There are a lot of superlatives that can be used to describe the U.S. military. It represents the biggest chunk of the federal budget. It’s extremely good at killing people. And it’s also a prolific carbon emitter and serial oil user.
A new report from Brown’s Watson Institute examines the Pentagon’s day-to-day carbon footprint, oil use, and how much carbon the unending War on Terror has emitted. It shows that while the military is progressive in terms of acknowledging the threat climate change poses to the world, it’s also a huge part of the problem. And while this represents one of the most comprehensive analyses of how much carbon the military emits, it likely doesn’t capture just how bad of a polluter the Pentagon is.
The military is notoriously cagey about its carbon footprint. The Kyoto Protocol—the 1997 precursor the Paris Agreement—required the world’s developed countries to account for their emissions but left a notorious loophole to opt out for reporting or reducing military emissions. (The loophole was engineered by the U.S., which then, of course, didn’t sign the treaty).
The Paris Agreement closed that loophole, though it doesn’t say anything about reducing countries’ military carbon footprints. The Department of Defence has a huge vehicle fleet, manages roughly half a million installations, and has a well-known love of secrecy, which creates further roadblocks when it comes to estimating its environmental impact.
The new report scours public records from the Department of Defence on its fuel use as well as the Environmental Protection Agency and Department of Energy, which track all federal agencies’ carbon emissions. The findings show that since 9/11, the military bought an average of 120 million barrels of fossil fuel annually. In 2017, it emitted 59 million metric tons of carbon dioxide. If it were a country, the military would basically be Portugal.
“The war machine is thirsty for oil,” Neta Crawford, a political scientist at Boston University who wrote the report, told Earther. “That’s a given because of their need for mobility and they operate in areas with extreme temperatures. They need a lot of energy. Well, ‘need’ should be in quotes.”

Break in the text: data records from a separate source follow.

use tokio::io::{AsyncReadExt, AsyncWriteExt};
use tokio::net::TcpListener;
use tokio::task::JoinHandle;

use super::types::*;
use super::*;

// -- ApiRequest serialisation --

#[test]
fn test_api_request_serialization() {
    let messages = vec![Message::user("Hello"), Message::assistant("Hi!")];
    let request = ApiRequest {
        model: "test-model",
        messages: build_api_messages(&messages),
    };

    let json = serde_json::to_value(&request).unwrap();
    assert_eq!(json["model"], "test-model");
    assert_eq!(json["messages"][0]["role"], "user");
    assert_eq!(json["messages"][0]["content"], "Hello");
    assert_eq!(json["messages"][1]["role"], "assistant");
    assert_eq!(json["messages"][1]["content"], "Hi!");
    assert_eq!(json.as_object().unwrap().len(), 2);
}

// -- Response classification --

#[test]
fn test_classify_success() {
    let body = r#"{
        "id": "chatcmpl-123",
        "object": "chat.completion",
        "choices": [
            {
                "index": 0,
                "message": {"role": "assistant", "content": "Hello! How can I help?"},
                "finish_reason": "stop"
            }
        ]
    }"#;
    assert_eq!(
        classify_response(StatusCode::OK, body),
        Ok("Hello! How can I help?".to_string())
    );
}

#[test]
fn test_classify_success_uses_first_choice() {
    let body = r#"{"choices": [
        {"message": {"content": "first"}},
        {"message": {"content": "second"}}
    ]}"#;
    assert_eq!(
        classify_response(StatusCode::OK, body),
        Ok("first".to_string())
    );
}

#[test]
fn test_classify_malformed_success_bodies() {
    for body in [
        "not json",
        r#"{"choices": []}"#,
        r#"{"choices": [{"message": {"role": "assistant"}}]}"#,
        r#"{"choices": [{"message": {"content": null}}]}"#,
        r#"{"id": "no-choices"}"#,
    ] {
        assert!(
            matches!(
                classify_response(StatusCode::OK, body),
                Err(ProviderError::InvalidResponse(_))
            ),
            "body should be rejected: {}",
            body
        );
    }
}

#[test]
fn test_classify_unauthorized() {
    let body = r#"{"error": {"message": "Invalid API Key", "type": "invalid_request_error"}}"#;
    assert_eq!(
        classify_response(StatusCode::UNAUTHORIZED, body),
        Err(ProviderError::Authentication("Invalid API Key".to_string()))
    );
    assert_eq!(
        classify_response(StatusCode::UNAUTHORIZED, ""),
        Err(ProviderError::Authentication("Invalid API key".to_string()))
    );
}

#[test]
fn test_classify_rate_limited() {
    assert!(matches!(
        classify_response(StatusCode::TOO_MANY_REQUESTS, "slow down"),
        Err(ProviderError::RateLimited(_))
    ));
}

#[test]
fn test_classify_other_status_keeps_body() {
    assert_eq!(
        classify_response(StatusCode::INTERNAL_SERVER_ERROR, "upstream exploded"),
        Err(ProviderError::Http {
            status: 500,
            body: "upstream exploded".to_string(),
        })
    );
    assert!(matches!(
        classify_response(StatusCode::BAD_REQUEST, "{}"),
        Err(ProviderError::Http { status: 400, .. })
    ));
}

#[test]
fn test_api_error_parsing() {
    let json = r#"{
        "error": {
            "message": "Incorrect API key provided",
            "type": "invalid_request_error",
            "code": "invalid_api_key"
        }
    }"#;
    let error: ApiError = serde_json::from_str(json).unwrap();
    assert_eq!(error.error.message, "Incorrect API key provided");
}

// -- End-to-end against a canned HTTP server --

/// Serve exactly one canned HTTP response and hand back the raw request.
async fn serve_once(status_line: &'static str, body: &'static str) -> (String, JoinHandle<String>) {
    let listener = TcpListener::bind("127.0.0.1:0").await.unwrap();
    let endpoint = format!("http://{}/v1/chat/completions", listener.local_addr().unwrap());

    let handle = tokio::spawn(async move {
        let (mut socket, _) = listener.accept().await.unwrap();
        let request = read_request(&mut socket).await;
        let response = format!(
            "HTTP/1.1 {}\r\nContent-Type: application/json\r\nContent-Length: {}\r\nConnection: close\r\n\r\n{}",
            status_line,
            body.len(),
            body
        );
        socket.write_all(response.as_bytes()).await.unwrap();
        socket.shutdown().await.ok();
        request
    });

    (endpoint, handle)
}

async fn read_request(socket: &mut tokio::net::TcpStream) -> String {
    let mut buf = Vec::new();
    let mut chunk = [0u8; 4096];
    loop {
        let n = socket.read(&mut chunk).await.unwrap();
        if n == 0 {
            break;
        }
        buf.extend_from_slice(&chunk[..n]);

        let text = String::from_utf8_lossy(&buf);
        if let Some(header_end) = text.find("\r\n\r\n") {
            let content_length = text[..header_end]
                .lines()
                .find_map(|line| {
                    let (name, value) = line.split_once(':')?;
                    name.eq_ignore_ascii_case("content-length")
                        .then(|| value.trim().parse::<usize>().ok())
                        .flatten()
                })
                .unwrap_or(0);
            if buf.len() >= header_end + 4 + content_length {
                break;
            }
        }
    }
    String::from_utf8_lossy(&buf).into_owned()
}

fn test_provider(endpoint: &str, timeout: Duration) -> OpenAiCompatProvider {
    let client = reqwest::Client::builder()
        .no_proxy()
        .timeout(timeout)
        .build()
        .unwrap();
    OpenAiCompatProvider::with_client(client, endpoint)
}

#[tokio::test]
async fn test_complete_sends_bearer_token_and_payload() {
    let (endpoint, server) = serve_once(
        "200 OK",
        r#"{"choices":[{"message":{"role":"assistant","content":"pong"}}]}"#,
    )
    .await;
    let provider = test_provider(&endpoint, Duration::from_secs(5));
    let messages = vec![Message::user("ping")];

    let reply = provider
        .complete(CompletionRequest {
            api_key: "gsk-secret",
            model: "llama-test",
            messages: &messages,
        })
        .await;
    assert_eq!(reply, Ok("pong".to_string()));

    let raw = server.await.unwrap();
    assert!(raw.starts_with("POST /v1/chat/completions"));
    assert!(
        raw.lines()
            .any(|l| l.eq_ignore_ascii_case("authorization: Bearer gsk-secret"))
    );
    let body = &raw[raw.find("\r\n\r\n").unwrap() + 4..];
    let json: serde_json::Value = serde_json::from_str(body).unwrap();
    assert_eq!(json["model"], "llama-test");
    assert_eq!(json["messages"][0]["content"], "ping");
}

#[tokio::test]
async fn test_complete_maps_http_401() {
    let (endpoint, _server) = serve_once(
        "401 Unauthorized",
        r#"{"error":{"message":"Invalid API Key"}}"#,
    )
    .await;
    let provider = test_provider(&endpoint, Duration::from_secs(5));
    let messages = vec![Message::user("ping")];

    let result = provider
        .complete(CompletionRequest {
            api_key: "bad",
            model: "m",
            messages: &messages,
        })
        .await;
    assert!(matches!(result, Err(ProviderError::Authentication(_))));
}

#[tokio::test]
async fn test_complete_maps_http_503_with_body() {
    let (endpoint, _server) = serve_once("503 Service Unavailable", r#"{"busy":true}"#).await;
    let provider = test_provider(&endpoint, Duration::from_secs(5));
    let messages = vec![Message::user("ping")];

    let result = provider
        .complete(CompletionRequest {
            api_key: "k",
            model: "m",
            messages: &messages,
        })
        .await;
    assert_eq!(
        result,
        Err(ProviderError::Http {
            status: 503,
            body: r#"{"busy":true}"#.to_string(),
        })
    );
}

#[tokio::test]
async fn test_complete_connection_refused_is_request_failure() {
    let listener = TcpListener::bind("127.0.0.1:0").await.unwrap();
    let endpoint = format!("http://{}/v1/chat/completions", listener.local_addr().unwrap());
    drop(listener);

    let provider = test_provider(&endpoint, Duration::from_secs(5));
    let messages = vec![Message::user("ping")];
    let result = provider
        .complete(CompletionRequest {
            api_key: "k",
            model: "m",
            messages: &messages,
        })
        .await;
    assert!(matches!(result, Err(ProviderError::RequestFailed(_))));
}

#[tokio::test]
async fn test_complete_timeout_is_request_failure() {
    let listener = TcpListener::bind("127.0.0.1:0").await.unwrap();
    let endpoint = format!("http://{}/v1/chat/completions", listener.local_addr().unwrap());
    let _stalled = tokio::spawn(async move {
        let (socket, _) = listener.accept().await.unwrap();
        tokio::time::sleep(Duration::from_secs(30)).await;
        drop(socket);
    });

    let provider = test_provider(&endpoint, Duration::from_millis(200));
    let messages = vec![Message::user("ping")];
    let result = provider
        .complete(CompletionRequest {
            api_key: "k",
            model: "m",
            messages: &messages,
        })
        .await;
    match result {
        Err(ProviderError::RequestFailed(detail)) => assert!(detail.contains("timed out")),
        other => panic!("expected timeout failure, got {:?}", other),
    }
}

On the carbon emissions front, the report estimates that the War on Terror campaign the U.S. military launched in the wake of 9/11 terrorist attacks is responsible for 35 per cent of all its emissions in the 21st century. The report notes that U.S. Central Command, the command centre responsible for military operations in the Middle East and thus waging a vast swath of the post-9/11 war, has been a huge source of those emissions.
But even the annual average emissions of 59 million metric tons Crawford estimated doesn’t capture the whole picture of the military’s vast carbon pollution problem. Crawford looked at what percentage of the U.S. industrial workforce is employed specifically in the military-industrial complex (it’s about 15 per cent) and performed a back of the envelop calculation for how much the military-industrial complex emitted by building all those bombs, predator drones, humvees, and other tools tools of war.
The report shows that the military-industrial complex footprint averaged 153 million metric tons of carbon pollution annually. That puts it roughly on par with the Netherlands’ emissions.
The report doesn’t include emissions related to rebuilding after the horrors of war, burning oilfields in Iraq, or how much other countries involved in the international military campaign have emitted. But you get the idea: the War on Terror has not only been an unmitigated disaster for the millions of people killed and displaced, but also for the climate.
The military’s huge appetite for fuel and profligate emissions come in part because of enormous inefficiencies inherent in the equipment it uses. A humvee, for example, gets less than 16km per gallon of diesel fuel while a stealth bomber gets less than a quarter of mile per gallon of jet fuel. With a range of 9,656km, each full flight emits 251 metric tons of carbon dioxide according to the report.
All this is happening even as the Pentagon prepares for rising seas that will swamp its bases and a hotter, more violent future.
“There’s an irony and tension between being so concerned about the risks of climate change for operations and installations and conflicts yet being one of the world’s largest emitter of greenhouse gases.” Crawford said. “It’s as if two and two don’t make four here. If one sees a problem in the future, one would try to prevent it. But instead of trying to prevent it, the U.S. acts as if climate change conflicts are inevitable. Nothing about the worst outcomes is inevitable, we can still prevent them.”
To that end, Crawford’s report shows a few avenues for reducing emissions in the military, like producing plans for each military installation to reduce its energy use. There also other ideas out there like Elizabeth Warren’s recently released plan to decarbonize the military, including the supply chain that’s an even more monstrous source of emissions.
Or, the U.S. could shrink its military and maybe stop starting wars. But ultimately, something needs to happen because the way the military spews carbon now is in direct opposition to its mission.
“We have defence forces so they protect us,” Crawford said. “If in the long run, these defence forces make us less secure then we need to rethink what we’re doing.”